It’s with great sadness that we announce the passing of beloved music man & longtime President of Blue Note Records, Bruce Lundvall. He was 79 years old. The cause was complications from a prolonged battle with Parkinson’s disease. Born in Englewood, New Jersey in 1935, Bruce was a lifelong jazz lover whose passion for the music was ignited by Clifford Brown, Charlie Parker & the other beboppers he heard as an underage teenager at clubs along West 52nd Street in New York City in the 1950s.
A self-described “failed saxophone player,” Bruce took an entry level marketing job at Columbia Records in 1960 and over the following two decades rose to lead the North American division of the label, signing artists including Dexter Gordon, Herbie Hancock, Stan Getz, Wynton Marsalis & Willie Nelson. After launching the Elektra/Musician label in 1982, he received the offer of a lifetime in 1984 when EMI approached him about reviving Blue Note Records which had been dormant for several years. He jumped at the chance, partnering with producer Michael Cuscuna to bring back the label’s earlier stars like Jimmy Smith, McCoy Tyner, Freddie Hubbard, Joe Henderson & Jackie McLean, and signing new artists including Dianne Reeves, Cassandra Wilson, Michel Petrucciani, John Scofield, Charlie Hunter and Medeski Martin & Wood.
Under Bruce’s stewardship Blue Note established itself as the most-respected and longest-running jazz label in the world. He presided over a prosperous nearly-30-year period of the label’s history, reaching commercial heights with artists including Bobby McFerrin, Us3, Norah Jones, Al Green and Amos Lee, while recording some of the most important jazz artists of our time including Joe Lovano, Greg Osby, Jason Moran, Robert Glasper, Ambrose Akinmusire, Don Pullen, Gonzalo Rubalcaba, Terence Blanchard, Jacky Terrasson, and many others.
“Bruce was a one-of-a-kind, larger-than-life human being,” said Don Was, current Blue Note President. “His Joie de Vivre was equaled only by his love for music, impeccable taste and kind heart. He will be sorely missed by all of us who loved and admired him but his spirit will live forever in the music of Blue Note Records.”
Over the course of a music industry career spanning more than 50 years, Bruce was the rare record label executive who was universally loved and trusted.
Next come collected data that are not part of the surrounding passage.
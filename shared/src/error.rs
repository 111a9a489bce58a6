use serde::{Serialize, Deserialize};
use thiserror::Error;

#[derive(Debug, Clone, Copy, Error, Serialize, Deserialize, PartialEq, Eq)]
#[serde(rename_all = "camelCase")]
pub enum ErrorCode {
    #[error("Invalid input provided")]
    InvalidInput,
    #[error("Resource not found")]
    NotFound,
    #[error("Authentication required")]
    Unauthenticated,
    #[error("Resource conflict")]
    Conflict,
    #[error("Content rejected by moderation")]
    Rejected,
    #[error("Rate limit exceeded")]
    RateLimited,
    #[error("Internal system error")]
    SystemError,
}

/// JSON body returned for every failed API call.
#[derive(Debug, Clone, Serialize, Deserialize, PartialEq)]
pub struct ErrorResponse {
    pub code: ErrorCode,
    pub error: String,
}

impl ErrorResponse {
    pub fn new(code: ErrorCode, error: impl Into<String>) -> Self {
        Self {
            code,
            error: error.into(),
        }
    }
}
use crate::constants::{SPRING_DAMPING, SPRING_STIFFNESS, SPRING_THRESHOLD};

/// A damped spring tracking a target in `0.0..=1.0`. Drives the letter's
/// hover scale-up.
#[derive(Debug, Clone, Copy)]
pub struct Spring {
    pub position: f32,
    pub velocity: f32,
    pub target: f32,
    pub stiffness: f32,
    pub damping: f32,
}

impl Default for Spring {
    fn default() -> Self {
        Self {
            position: 0.0,
            velocity: 0.0,
            target: 0.0,
            stiffness: SPRING_STIFFNESS,
            damping: SPRING_DAMPING,
        }
    }
}

impl Spring {
    pub fn new(stiffness: f32, damping: f32) -> Self {
        Self {
            stiffness,
            damping,
            ..Default::default()
        }
    }

    /// Advances the spring one tick. Returns true while still moving.
    pub fn update(&mut self) -> bool {
        let force = (self.target - self.position) * self.stiffness;
        self.velocity = (self.velocity + force) * self.damping;
        self.position = (self.position + self.velocity).clamp(0.0, 1.0);

        let distance = (self.target - self.position).abs();
        if distance < SPRING_THRESHOLD && self.velocity.abs() < SPRING_THRESHOLD {
            self.position = self.target;
            self.velocity = 0.0;
            return false;
        }
        true
    }

    pub fn set_target(&mut self, target: f32) {
        self.target = target.clamp(0.0, 1.0);
    }
}
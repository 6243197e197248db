use iced::widget::{button, container};
use iced::{Background, Border, Color, Shadow, Theme, Vector};

use crate::constants::{LETTER_BORDER_RADIUS, OPEN_BUTTON_BORDER_RADIUS};
use crate::theme::ScenePalette;

/// The white letter card. `alpha` scales the whole card's opacity so the
/// opened letter can fade in.
pub fn letter_card_style(
    palette: ScenePalette,
    alpha: f32,
) -> impl Fn(&Theme) -> container::Style + Clone {
    move |_theme: &Theme| container::Style {
        background: Some(Background::Color(Color {
            a: palette.letter_background.a * alpha,
            ..palette.letter_background
        })),
        text_color: Some(Color {
            a: alpha,
            ..palette.letter_text
        }),
        border: Border {
            color: Color::TRANSPARENT,
            width: 0.0,
            radius: LETTER_BORDER_RADIUS.into(),
        },
        shadow: Shadow {
            color: Color {
                a: 0.2 * alpha,
                ..Color::BLACK
            },
            offset: Vector::new(0.0, 4.0),
            blur_radius: 15.0,
        },
        ..Default::default()
    }
}

/// The blush "Open Letter" pill button.
pub fn open_button_style(
    palette: ScenePalette,
) -> impl Fn(&Theme, button::Status) -> button::Style + Clone {
    move |_theme: &Theme, status: button::Status| {
        let hovered = matches!(status, button::Status::Hovered);
        button::Style {
            background: Some(Background::Color(if hovered {
                Color {
                    a: 1.0,
                    ..palette.blush
                }
            } else {
                Color {
                    a: 0.9,
                    ..palette.blush
                }
            })),
            border: Border {
                color: Color::TRANSPARENT,
                width: 0.0,
                radius: OPEN_BUTTON_BORDER_RADIUS.into(),
            },
            text_color: palette.letter_text,
            ..Default::default()
        }
    }
}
He steadfastly believed in putting artists first, letting the music lead and the commerce follow. Bruce received countless awards including the 2011 GRAMMY Trustees Award and the Jazz Foundation of America’s Lifetime Achievement Award. He served as the Chairman of the Recording Industry Association of America (RIAA); Director of the National Association of Recording Artists and Science (NARAS); Director of the T.H. Martell Foundation for Leukemia Research, the industry’s most prestigious charity. He is the namesake of the Montreal Jazz Festival’s Bruce Lundvall Award as well as JazzTimes magazine’s Bruce Lundvall Visionary Award, both of which honor prominent non-musicians who have left a mark on the world of jazz. Bruce’s authorized biography, Playing By Ear by author Dan Ouellette, was released last year.
As a testament to Bruce’s unbreakable spirit, just last year in August 2014 as he struggled against the effects of Parkinson’s, Bruce organized a jazz festival at his assisted-living facility in New Jersey that featured Jones, Reeves, Ravi Coltrane, Chucho Valdes, Bill Charlap, Renee Rosnes and others as a benefit for the Michael J. Fox Foundation for Parkinson’s Research.
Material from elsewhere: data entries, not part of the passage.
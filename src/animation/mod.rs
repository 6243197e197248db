mod spring;
mod states;
mod timeline;

pub use spring::Spring;
pub use states::{GardenState, LetterState, SkyState};
pub use timeline::{oscillate, Easing, Phase, Timeline};
//! Bloom Letter - an animated night-garden greeting card built with Iced.

pub mod animation;
pub mod canvas;
pub mod constants;
pub mod fireworks;
pub mod layout;
pub mod scene;
pub mod styles;
pub mod theme;
pub mod viewport;

pub use animation::{GardenState, LetterState, SkyState, Spring};
pub use constants::*;
pub use fireworks::{Firework, FireworkSpawner};
pub use layout::{Flower, FlowerVariant, GardenLayout, GrassBlade, SmallFlower, Star};
pub use scene::Scene;
pub use styles::*;
pub use theme::{firework_palette, palette, ScenePalette};
pub use viewport::Viewport;
//! Canvas program for the garden: grass blades, companion flowers and
//! primary flowers, all anchored at the bottom edge and driven by the
//! elapsed time since the letter opened.

use std::marker::PhantomData;

use iced::mouse;
use iced::widget::canvas::{self, Frame, Geometry, Path, Stroke};
use iced::{Color, Point, Rectangle, Theme, Vector};

use crate::animation::{oscillate, Easing, GardenState, Timeline};
use crate::constants::*;
use crate::layout::{Flower, GardenLayout, GrassBlade, SmallFlower};
use crate::theme::{brighten, ScenePalette};

// Head geometry. Primary flowers use the full size, companions half of it.
const PETAL_ORBIT: f32 = 25.0;
const PETAL_RADIUS: f32 = 18.0;
const CENTER_RADIUS: f32 = 17.5;

pub struct Garden<'a, Message> {
    pub state: &'a GardenState,
    pub layout: &'a GardenLayout,
    pub palette: ScenePalette,
    pub _marker: PhantomData<Message>,
}

impl<'a, Message> Garden<'a, Message> {
    pub fn new(state: &'a GardenState, layout: &'a GardenLayout, palette: ScenePalette) -> Self {
        Self {
            state,
            layout,
            palette,
            _marker: PhantomData,
        }
    }

    fn draw_grass(&self, frame: &mut Frame, blade: &GrassBlade, ground: f32) {
        let elapsed = self.state.elapsed;
        let grow = Timeline::new(blade.grow_delay, 1.0, Easing::EaseOut).progress(elapsed);
        if grow <= 0.0 {
            return;
        }

        let angle = blade.rotation_jitter + 2.0 * oscillate(elapsed, 4.0, blade.sway_delay);

        frame.with_save(|frame| {
            frame.translate(Vector::new(blade.x, ground));
            frame.rotate(angle.to_radians());
            let tip = Point::new(0.0, -blade.height * grow);
            frame.stroke(
                &Path::line(Point::ORIGIN, tip),
                Stroke::default()
                    .with_color(Color {
                        a: 0.9,
                        ..self.palette.stem
                    })
                    .with_width(3.0),
            );
        });
    }

    /// Draws one flower head at the local origin. `scale` halves everything
    /// for companion flowers; petal pop-in and pulse timing follow the
    /// flower's grow delay.
    #[allow(clippy::too_many_arguments)]
    fn draw_head(
        &self,
        frame: &mut Frame,
        grow_delay: f32,
        scale: f32,
        petal_color: Color,
        center_color: Color,
        pulse_period: f32,
        center_pulse_period: f32,
        center_pop: Timeline,
    ) {
        let elapsed = self.state.elapsed;

        for i in 0..PETAL_COUNT {
            let lead_in = PETAL_PULSE_LEAD_IN + grow_delay + 0.1 * i as f32;
            let pop = Timeline::new(lead_in, 0.3, Easing::EaseOut).progress(elapsed);
            if pop <= 0.0 {
                continue;
            }

            let wave = oscillate(elapsed, pulse_period, lead_in).max(0.0);
            let radius = PETAL_RADIUS * scale * pop * (1.0 + 0.05 * wave);
            let angle = (i as f32 * 45.0).to_radians();
            let center = Point::new(
                angle.cos() * PETAL_ORBIT * scale,
                angle.sin() * PETAL_ORBIT * scale,
            );
            frame.fill(
                &Path::circle(center, radius),
                brighten(petal_color, 0.2 * wave),
            );
        }

        let pop = center_pop.progress(elapsed);
        if pop > 0.0 {
            let wave = oscillate(elapsed, center_pulse_period, center_pop.delay).max(0.0);
            frame.fill(
                &Path::circle(Point::ORIGIN, CENTER_RADIUS * scale * pop),
                brighten(center_color, 0.3 * wave),
            );
        }
    }

    fn draw_small_flower(&self, frame: &mut Frame, flower: &SmallFlower, ground: f32) {
        let elapsed = self.state.elapsed;
        let grow = Timeline::new(flower.grow_delay, 1.5, Easing::EaseOut).progress(elapsed);
        if grow <= 0.0 {
            return;
        }

        let stem_height =
            SMALL_STEM_HEIGHT * Timeline::new(flower.grow_delay, 1.0, Easing::EaseOut).progress(elapsed);
        let angle = flower.rotation_jitter + 3.0 * oscillate(elapsed, 5.0, flower.sway_delay);

        frame.with_save(|frame| {
            frame.translate(Vector::new(flower.x, ground));
            frame.rotate(angle.to_radians());

            frame.stroke(
                &Path::line(Point::ORIGIN, Point::new(0.0, -stem_height)),
                Stroke::default()
                    .with_color(self.palette.stem)
                    .with_width(3.0),
            );

            frame.with_save(|frame| {
                frame.translate(Vector::new(0.0, -stem_height));
                self.draw_head(
                    frame,
                    flower.grow_delay,
                    0.5 * grow,
                    self.palette.small_petal(flower.variant),
                    self.palette.small_center(flower.variant),
                    3.0,
                    2.0,
                    Timeline::new(CENTER_POP_LEAD_IN + flower.grow_delay, 0.3, Easing::EaseOut),
                );
            });
        });
    }

    fn draw_flower(&self, frame: &mut Frame, flower: &Flower, ground: f32) {
        let elapsed = self.state.elapsed;
        let grow = Timeline::new(flower.grow_delay, 2.0, Easing::EaseOut).progress(elapsed);
        if grow <= 0.0 {
            return;
        }

        let stem_height =
            STEM_HEIGHT * Timeline::new(flower.grow_delay, 1.2, Easing::EaseOut).progress(elapsed);
        let angle = flower.rotation_jitter + 3.0 * oscillate(elapsed, 6.0, flower.sway_delay);

        frame.with_save(|frame| {
            frame.translate(Vector::new(flower.x, ground));
            frame.rotate(angle.to_radians());

            frame.stroke(
                &Path::line(Point::ORIGIN, Point::new(0.0, -stem_height)),
                Stroke::default()
                    .with_color(self.palette.stem)
                    .with_width(6.0),
            );

            // A pair of leaves partway up the stem.
            if stem_height > STEM_HEIGHT * 0.4 {
                let leaf_y = -stem_height * 0.45;
                for side in [-1.0, 1.0] {
                    frame.fill(
                        &Path::circle(Point::new(side * 12.0, leaf_y), 8.0),
                        Color {
                            a: 0.9,
                            ..self.palette.stem
                        },
                    );
                }
            }

            frame.with_save(|frame| {
                frame.translate(Vector::new(0.0, -stem_height));
                self.draw_head(
                    frame,
                    flower.grow_delay,
                    grow,
                    self.palette.petal(flower.variant),
                    self.palette.center(flower.variant),
                    4.0,
                    3.0,
                    Timeline::new(CENTER_POP_LEAD_IN + flower.grow_delay, 0.4, Easing::EaseOut),
                );
            });
        });
    }
}

impl<'a, Message> canvas::Program<Message> for Garden<'a, Message> {
    type State = ();

    fn draw(
        &self,
        _state: &Self::State,
        renderer: &iced::Renderer,
        _theme: &Theme,
        bounds: Rectangle,
        _cursor: mouse::Cursor,
    ) -> Vec<Geometry> {
        let garden = self.state.cache.draw(renderer, bounds.size(), |frame| {
            let ground = bounds.height;

            // Grass behind companion flowers behind primary flowers.
            for blade in &self.layout.grass {
                self.draw_grass(frame, blade, ground);
            }
            for flower in &self.layout.small_flowers {
                self.draw_small_flower(frame, flower, ground);
            }
            for flower in &self.layout.flowers {
                self.draw_flower(frame, flower, ground);
            }
        });
        vec![garden]
    }
}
Bruce is survived by his wife Kay; three sons: Tor, Kurt and his wife Blythe, and Eric and his wife Johanna; as well as two grandchildren: Rayna and Kerstin. A private family service will be followed by a forthcoming public service, details will be announced shortly. In lieu of flowers, Bruce’s family requests that a donation be made to the Michael J. Fox Foundation.